Sea of Glass
- Author: Barry B. Longyear
- Cover artist: Ron Walotsky
- Language: English
- Genre: Science fiction
- Publisher: St. Martin's Press
- Publication date: 1986
- Publication place: United States
- Media type: Print (Hardcover)
- Pages: 375
- ISBN: 978-0-312-00780-5
- OCLC: 14514800
- Dewey Decimal: 813/.54 19
- LC Class: PS3562.O53 S4 1987

= Sea of Glass =

1987 novel by Barry B. Longyear

Sea of Glass is an American dystopian science fiction novel by Barry B. Longyear. A bildungsroman, it follows the life of Tommy, growing up in a dire future. It was originally published in 1986.

==Background==
Thomas Windom is born into a future where the actions and lives of all human beings are predicted and manipulated by a supercomputer called MAC III. His early childhood is spent hidden in his parents' home as an illegal child, born without official approval into an overpopulated world.

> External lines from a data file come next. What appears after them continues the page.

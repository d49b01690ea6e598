//! Order book error types

use super::order::{OrderId, Price, Quantity};
use std::fmt;

/// Errors that can occur when submitting orders to the book
#[derive(Debug, Clone, Copy, PartialEq, Eq)]
pub enum OrderBookError {
    /// An order with this id is already live in the book
    DuplicateOrderId(OrderId),

    /// Order quantity must be positive
    InvalidQuantity(Quantity),

    /// Limit price must be positive
    InvalidPrice(Price),
}

impl fmt::Display for OrderBookError {
    fn fmt(&self, f: &mut fmt::Formatter<'_>) -> fmt::Result {
        match self {
            OrderBookError::DuplicateOrderId(id) => {
                write!(f, "Duplicate order id: {}", id)
            }
            OrderBookError::InvalidQuantity(quantity) => {
                write!(f, "Invalid order quantity: {}", quantity)
            }
            OrderBookError::InvalidPrice(price) => {
                write!(f, "Invalid limit price: {}", price)
            }
        }
    }
}

impl std::error::Error for OrderBookError {}
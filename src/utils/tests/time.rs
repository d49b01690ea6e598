#[cfg(test)]
mod tests {
    use crate::current_time_nanos;
    use crate::utils::Timer;
    use std::thread;
    use std::time::{Duration, SystemTime, UNIX_EPOCH};

    #[test]
    fn test_current_time_nanos_increases() {
        let time1 = current_time_nanos();
        // Sleep for a bit to ensure time passes
        thread::sleep(Duration::from_millis(5));
        let time2 = current_time_nanos();

        // The second time should be greater than the first
        assert!(time2 > time1, "Time should increase between calls");
    }

    #[test]
    fn test_current_time_nanos_is_reasonably_current() {
        // Get current time using both methods
        let time_from_function = current_time_nanos();
        let time_direct = SystemTime::now()
            .duration_since(UNIX_EPOCH)
            .expect("Time went backwards")
            .as_nanos() as u64;

        // The times should be very close to each other
        // Allow a small difference due to execution time between the two calls
        let difference = time_direct.abs_diff(time_from_function);
        assert!(
            difference < Duration::from_secs(1).as_nanos() as u64,
            "Times should be within one second of each other"
        );
    }

    #[test]
    fn test_timer_measures_elapsed_time() {
        let timer = Timer::start();
        thread::sleep(Duration::from_millis(5));
        let elapsed = timer.elapsed_ns();

        assert!(
            elapsed >= Duration::from_millis(5).as_nanos() as u64,
            "Timer should measure at least the slept duration"
        );
    }
}
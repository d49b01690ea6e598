//! Contains the core matching loop for the order book.

use super::book::OrderBook;
use super::order::{OrderHandle, OrderKind, Side};
use super::trade::Trade;
use crate::utils::{Timer, current_time_nanos};
use tracing::trace;

impl OrderBook {
    /// Match `incoming` against the opposite side until it is filled or no
    /// cross remains.
    ///
    /// Levels are swept best price first, FIFO within a level, and every
    /// trade executes at the resting order's price. A fully consumed
    /// resting order leaves both its level and the id index in the same
    /// step; a level is erased the moment its last order is consumed, so
    /// no iteration ever observes an empty level.
    pub(super) fn match_incoming(&mut self, incoming: OrderHandle) {
        let timer = Timer::start();

        let (side, kind, limit_price, original_quantity, incoming_id) = {
            let order = &self.orders[incoming];
            (
                order.side(),
                order.kind(),
                order.price(),
                order.quantity(),
                order.id(),
            )
        };

        let Self {
            ref symbol,
            ref mut bids,
            ref mut asks,
            ref mut orders,
            ref mut id_index,
            ref mut trade_listener,
            ref mut last_trade_price,
            ..
        } = *self;

        let opposite = match side {
            Side::Buy => asks,
            Side::Sell => bids,
        };

        while !orders[incoming].is_filled() {
            let (best_price, level) = match opposite.peek_best_mut() {
                Some(best) => best,
                None => break,
            };

            if kind == OrderKind::Limit {
                let crosses = match side {
                    Side::Buy => limit_price >= best_price,
                    Side::Sell => limit_price <= best_price,
                };
                if !crosses {
                    break;
                }
            }

            // Sweep the level FIFO: head is always the oldest resting order.
            while !orders[incoming].is_filled() {
                let resting = match level.front() {
                    Some(handle) => handle,
                    None => break,
                };

                let trade_quantity = orders[incoming]
                    .remaining_quantity()
                    .min(orders[resting].remaining_quantity());
                let trade_price = orders[resting].price();
                let resting_id = orders[resting].id();

                let (buy_order_id, sell_order_id) = match side {
                    Side::Buy => (incoming_id, resting_id),
                    Side::Sell => (resting_id, incoming_id),
                };

                trace!(
                    "Order book {}: trade {} x {} between buy {} and sell {}",
                    symbol, trade_quantity, trade_price, buy_order_id, sell_order_id
                );

                // Emit before any quantities change; the book is still
                // consistent at this point.
                if let Some(listener) = trade_listener.as_mut() {
                    listener(Trade {
                        buy_order_id,
                        sell_order_id,
                        price: trade_price,
                        quantity: trade_quantity,
                        timestamp: current_time_nanos(),
                    });
                }

                orders[incoming].reduce_quantity(trade_quantity);
                orders[resting].reduce_quantity(trade_quantity);
                level.reduce_volume(trade_quantity);
                *last_trade_price = Some(trade_price);

                if orders[resting].is_filled() {
                    level.remove(orders, resting);
                    id_index.remove(&resting_id);
                    orders.remove(resting);
                }
            }

            let retired = level.is_empty();
            if retired {
                opposite.erase_empty(best_price);
            }
        }

        let filled = original_quantity - self.orders[incoming].remaining_quantity();
        if filled > 0 {
            self.metrics.record_match(timer.elapsed_ns(), filled);
        }
    }
}
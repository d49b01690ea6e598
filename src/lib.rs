//! # Matchbook
//!
//! A single-instrument, in-memory limit order book with a price-time priority
//! matching engine. Orders are matched continuously as they arrive: an
//! aggressive order sweeps the opposite side of the book best price first,
//! oldest order first within a price, and any unfilled limit remainder rests
//! in the book at its limit price.
//!
//! ## Key Features
//!
//! - **Price-time priority matching**: Better prices execute first; within a
//!   price level, earlier arrivals execute first. Trades always execute at the
//!   resting order's price.
//!
//! - **Limit and market orders**: Limit orders rest after matching; market
//!   orders consume whatever liquidity is available and never rest.
//!
//! - **O(log L) operations**: Both sides of the book are ordered price
//!   ladders, so best-price retrieval, insertion, and level retirement are
//!   logarithmic in the number of price levels. Order lookup and cancellation
//!   are O(1) in the number of live orders via an id index.
//!
//! - **Trade notifications**: An optional listener receives every executed
//!   trade synchronously, in strict matching order.
//!
//! - **Performance metrics**: Built-in counters and latency percentiles for
//!   add, cancel, and match operations.
//!
//! ## Design Goals
//!
//! 1. **Correctness**: The ladders, the per-level FIFO queues, and the id
//!    index stay mutually consistent after every operation.
//! 2. **Performance**: Hot-path operations avoid per-order allocation; order
//!    records live in an arena and level queues link records in place.
//! 3. **Determinism**: Matching priority is queue position, never timestamp
//!    comparison, so results do not depend on clock resolution.
//!
//! The engine is a single-writer state machine: all mutating operations take
//! `&mut self` and run to completion. Callers that need concurrent access
//! must serialize externally, for example behind a single writer thread fed
//! by a command queue.
//!
//! ## Example
//!
//! ```
//! use matchbook::{OrderBook, Side};
//!
//! let mut book = OrderBook::new("BTCUSD");
//! book.add_limit_order(1, Side::Sell, 10_000, 50).unwrap();
//! book.add_limit_order(2, Side::Buy, 10_000, 50).unwrap();
//!
//! // Both orders matched in full and left the book.
//! assert_eq!(book.total_orders(), 0);
//! assert_eq!(book.best_ask(), None);
//! ```

mod orderbook;

mod utils;

pub use orderbook::{
    LevelSnapshot, Metrics, Order, OrderBook, OrderBookError, OrderBookSnapshot, OrderId,
    OrderKind, Price, Quantity, Side, Trade, TradeListener,
};
pub use utils::current_time_nanos;
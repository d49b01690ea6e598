#[cfg(test)]
mod tests {
    use crate::{OrderBook, Side, Trade};
    use std::cell::RefCell;
    use std::rc::Rc;

    // Helper to build a book that records every trade it emits
    fn recording_book() -> (OrderBook, Rc<RefCell<Vec<Trade>>>) {
        let trades = Rc::new(RefCell::new(Vec::new()));
        let sink = Rc::clone(&trades);
        let book = OrderBook::with_trade_listener("BTCUSD", move |trade| {
            sink.borrow_mut().push(trade);
        });
        (book, trades)
    }

    #[test]
    fn test_full_cross_consumes_both_orders() {
        let (mut book, trades) = recording_book();

        assert!(book.add_limit_order(1, Side::Sell, 10_000, 50).unwrap());
        assert!(!book.add_limit_order(2, Side::Buy, 10_000, 50).unwrap());

        let trades = trades.borrow();
        assert_eq!(trades.len(), 1);
        assert_eq!(trades[0].buy_order_id, 2);
        assert_eq!(trades[0].sell_order_id, 1);
        assert_eq!(trades[0].price, 10_000);
        assert_eq!(trades[0].quantity, 50);
        assert!(trades[0].timestamp > 0);

        assert_eq!(book.total_orders(), 0);
        assert_eq!(book.best_bid(), None);
        assert_eq!(book.best_ask(), None);
    }

    #[test]
    fn test_non_crossing_limit_rests_without_trades() {
        let (mut book, trades) = recording_book();

        book.add_limit_order(1, Side::Sell, 10_100, 50).unwrap();
        assert!(book.add_limit_order(2, Side::Buy, 10_000, 50).unwrap());

        assert!(trades.borrow().is_empty());
        assert_eq!(book.total_orders(), 2);
        assert_eq!(book.best_bid(), Some(10_000));
        assert_eq!(book.best_ask(), Some(10_100));
    }

    #[test]
    fn test_trade_executes_at_resting_price() {
        let (mut book, trades) = recording_book();

        book.add_limit_order(1, Side::Sell, 10_000, 30).unwrap();
        // Aggressive buy above the resting ask: price improvement goes to
        // the aggressor
        assert!(book.add_limit_order(2, Side::Buy, 10_050, 100).unwrap());

        let trades = trades.borrow();
        assert_eq!(trades.len(), 1);
        assert_eq!(trades[0].price, 10_000);
        assert_eq!(trades[0].quantity, 30);

        // The remainder rests at the aggressor's own limit price
        assert_eq!(book.best_bid(), Some(10_050));
        assert_eq!(book.bid_volume(10_050), 70);
        assert_eq!(book.best_ask(), None);
        assert_eq!(book.total_orders(), 1);
    }

    #[test]
    fn test_time_priority_within_level() {
        let (mut book, trades) = recording_book();

        book.add_limit_order(1, Side::Sell, 10_000, 50).unwrap();
        book.add_limit_order(2, Side::Sell, 10_000, 50).unwrap();
        book.add_limit_order(3, Side::Sell, 10_000, 50).unwrap();

        assert!(!book.add_limit_order(4, Side::Buy, 10_000, 150).unwrap());

        let trades = trades.borrow();
        let sellers: Vec<u64> = trades.iter().map(|trade| trade.sell_order_id).collect();
        assert_eq!(sellers, vec![1, 2, 3]);
        assert!(trades.iter().all(|trade| trade.buy_order_id == 4));
        assert!(trades.iter().all(|trade| trade.quantity == 50));
        assert!(trades.iter().all(|trade| trade.price == 10_000));
    }

    #[test]
    fn test_sweep_multiple_levels_best_price_first() {
        let (mut book, trades) = recording_book();

        book.add_limit_order(1, Side::Sell, 10_200, 10).unwrap();
        book.add_limit_order(2, Side::Sell, 10_000, 10).unwrap();
        book.add_limit_order(3, Side::Sell, 10_100, 10).unwrap();

        assert!(!book.add_limit_order(4, Side::Buy, 10_200, 30).unwrap());

        let trades = trades.borrow();
        let prices: Vec<i64> = trades.iter().map(|trade| trade.price).collect();
        assert_eq!(prices, vec![10_000, 10_100, 10_200]);

        assert_eq!(book.ask_depth(), 0);
        assert_eq!(book.total_orders(), 0);
    }

    #[test]
    fn test_limit_stops_at_its_price() {
        let (mut book, trades) = recording_book();

        book.add_limit_order(1, Side::Sell, 10_000, 50).unwrap();
        book.add_limit_order(2, Side::Sell, 10_100, 50).unwrap();

        // Crosses the first level only; the remainder rests as a bid
        assert!(book.add_limit_order(3, Side::Buy, 10_050, 75).unwrap());

        let trades = trades.borrow();
        assert_eq!(trades.len(), 1);
        assert_eq!(trades[0].price, 10_000);
        assert_eq!(trades[0].quantity, 50);

        assert_eq!(book.best_bid(), Some(10_050));
        assert_eq!(book.bid_volume(10_050), 25);
        assert_eq!(book.best_ask(), Some(10_100));
        assert_eq!(book.ask_volume(10_100), 50);
        assert_eq!(book.total_orders(), 2);
    }

    #[test]
    fn test_sell_aggressor_sweeps_bids_descending() {
        let (mut book, trades) = recording_book();

        book.add_limit_order(1, Side::Buy, 10_000, 10).unwrap();
        book.add_limit_order(2, Side::Buy, 10_100, 10).unwrap();
        book.add_limit_order(3, Side::Buy, 9_900, 10).unwrap();

        assert!(!book.add_limit_order(4, Side::Sell, 9_900, 30).unwrap());

        let trades = trades.borrow();
        let prices: Vec<i64> = trades.iter().map(|trade| trade.price).collect();
        assert_eq!(prices, vec![10_100, 10_000, 9_900]);
        assert!(trades.iter().all(|trade| trade.sell_order_id == 4));

        assert_eq!(book.bid_depth(), 0);
    }

    #[test]
    fn test_partial_fill_of_resting_order_updates_volume() {
        let (mut book, trades) = recording_book();

        book.add_limit_order(1, Side::Sell, 10_000, 100).unwrap();
        assert!(!book.add_limit_order(2, Side::Buy, 10_000, 40).unwrap());

        assert_eq!(trades.borrow().len(), 1);

        // The resting order is still live with its reduced remainder
        assert_eq!(book.total_orders(), 1);
        assert_eq!(book.ask_volume(10_000), 60);
        let resting = book.get_order(1).unwrap();
        assert_eq!(resting.remaining_quantity(), 60);
        assert_eq!(resting.quantity(), 100);
    }

    #[test]
    fn test_market_order_sweeps_at_any_price() {
        let (mut book, trades) = recording_book();

        book.add_limit_order(1, Side::Sell, 10_000, 10).unwrap();
        book.add_limit_order(2, Side::Sell, 10_500, 10).unwrap();

        let filled = book.add_market_order(3, Side::Buy, 20).unwrap();
        assert_eq!(filled, 20);

        let trades = trades.borrow();
        let prices: Vec<i64> = trades.iter().map(|trade| trade.price).collect();
        assert_eq!(prices, vec![10_000, 10_500]);

        assert_eq!(book.total_orders(), 0);
    }

    #[test]
    fn test_market_order_partial_fill_discards_remainder() {
        let (mut book, _trades) = recording_book();

        book.add_limit_order(1, Side::Sell, 10_000, 5).unwrap();

        let filled = book.add_market_order(2, Side::Buy, 10).unwrap();
        assert_eq!(filled, 5);

        // The market order never rests
        assert_eq!(book.total_orders(), 0);
        assert_eq!(book.best_bid(), None);
        assert_eq!(book.best_ask(), None);
    }

    #[test]
    fn test_last_trade_price_tracks_executions() {
        let (mut book, _trades) = recording_book();

        assert_eq!(book.last_trade_price(), None);

        book.add_limit_order(1, Side::Sell, 10_000, 10).unwrap();
        book.add_limit_order(2, Side::Buy, 10_000, 10).unwrap();
        assert_eq!(book.last_trade_price(), Some(10_000));

        book.add_limit_order(3, Side::Sell, 10_200, 10).unwrap();
        book.add_market_order(4, Side::Buy, 10).unwrap();
        assert_eq!(book.last_trade_price(), Some(10_200));
    }

    #[test]
    fn test_matching_without_listener() {
        let mut book = OrderBook::new("BTCUSD");

        book.add_limit_order(1, Side::Sell, 10_000, 50).unwrap();
        assert!(!book.add_limit_order(2, Side::Buy, 10_000, 50).unwrap());

        assert_eq!(book.total_orders(), 0);
    }
}
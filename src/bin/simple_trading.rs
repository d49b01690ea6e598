//! Demonstration of the order book: building a book, crossing the spread,
//! market orders, cancellation, and a bulk throughput run.

use matchbook::{OrderBook, Side};

fn print_book_state(book: &OrderBook) {
    println!("\n--- Order Book State ---");

    match book.best_bid() {
        Some(bid) => println!("Best Bid: ${:.2}", bid as f64 / 100.0),
        None => println!("Best Bid: -"),
    }
    match book.best_ask() {
        Some(ask) => println!("Best Ask: ${:.2}", ask as f64 / 100.0),
        None => println!("Best Ask: -"),
    }
    if let Some(spread) = book.spread() {
        println!("Spread: ${:.2}", spread as f64 / 100.0);
    }

    println!("Bid Depth: {} levels", book.bid_depth());
    println!("Ask Depth: {} levels", book.ask_depth());
    println!("Total Orders: {}", book.total_orders());
    println!("------------------------\n");
}

fn main() -> Result<(), Box<dyn std::error::Error>> {
    println!("=== Order Book Demo ===\n");

    let mut book = OrderBook::with_trade_listener("DEMO", |trade| {
        println!("TRADE EXECUTED:");
        println!("  Buy Order ID: {}", trade.buy_order_id);
        println!("  Sell Order ID: {}", trade.sell_order_id);
        println!("  Price: ${:.2}", trade.price as f64 / 100.0);
        println!("  Quantity: {}\n", trade.quantity);
    });

    // Scenario 1: build the initial book
    println!("=== Scenario 1: Building Order Book ===");

    book.add_limit_order(1, Side::Buy, 10_000, 100)?; // $100.00
    book.add_limit_order(2, Side::Buy, 9_950, 150)?; // $99.50
    book.add_limit_order(3, Side::Buy, 9_900, 200)?; // $99.00

    book.add_limit_order(4, Side::Sell, 10_050, 100)?; // $100.50
    book.add_limit_order(5, Side::Sell, 10_100, 150)?; // $101.00
    book.add_limit_order(6, Side::Sell, 10_150, 200)?; // $101.50

    print_book_state(&book);

    // Scenario 2: aggressive buy order crosses the spread
    println!("=== Scenario 2: Aggressive Buy Order ===");
    println!("Adding buy order at $101.00 for 250 shares");
    println!("(Should match against sells at $100.50 and $101.00)\n");

    book.add_limit_order(7, Side::Buy, 10_100, 250)?;

    print_book_state(&book);

    // Scenario 3: market order
    println!("=== Scenario 3: Market Order ===");
    println!("Submitting market sell for 50 shares\n");

    let filled = book.add_market_order(8, Side::Sell, 50)?;
    println!("Market order filled: {} shares", filled);

    print_book_state(&book);

    // Scenario 4: order cancellation
    println!("=== Scenario 4: Order Cancellation ===");
    println!("Cancelling order ID 3\n");

    if book.cancel_order(3) {
        println!("Order 3 cancelled successfully");
    }

    print_book_state(&book);

    // Scenario 5: high-volume run
    println!("=== Scenario 5: Performance Test ===");
    println!("Adding 10,000 orders...\n");

    let mut quiet_book = OrderBook::new("PERF");
    for i in 0..10_000u64 {
        let side = if i % 2 == 0 { Side::Buy } else { Side::Sell };
        let price = if side == Side::Buy {
            9_000 + (i as i64 % 500)
        } else {
            10_500 + (i as i64 % 500)
        };
        quiet_book.add_limit_order(100 + i, side, price, 100)?;
    }

    print_book_state(&quiet_book);
    println!("{}", quiet_book.metrics().summary());

    Ok(())
}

When he takes his first look outside on his seventh birthday, he is discovered by a neighbor who reports him to the police. These 'men in black' come and place him at Outcasters, an orphanage for illegal children. His parents are publicly tortured to death as a punishment for illegal breeding. Thomas grows up in the brutal orphanage and learns to survive despite being a nonentity. Death and love come to him early and often. He spends his teenage years learning the deterministic science of 'projections' and everyone's place in the world in relation to the inevitable Wardate (a time predicted by MAC III) that looms over the entire planet. As an adult, Thomas questions fate, determinism, morality, and MAC III as he struggles to understand his own place in the world and role in the War.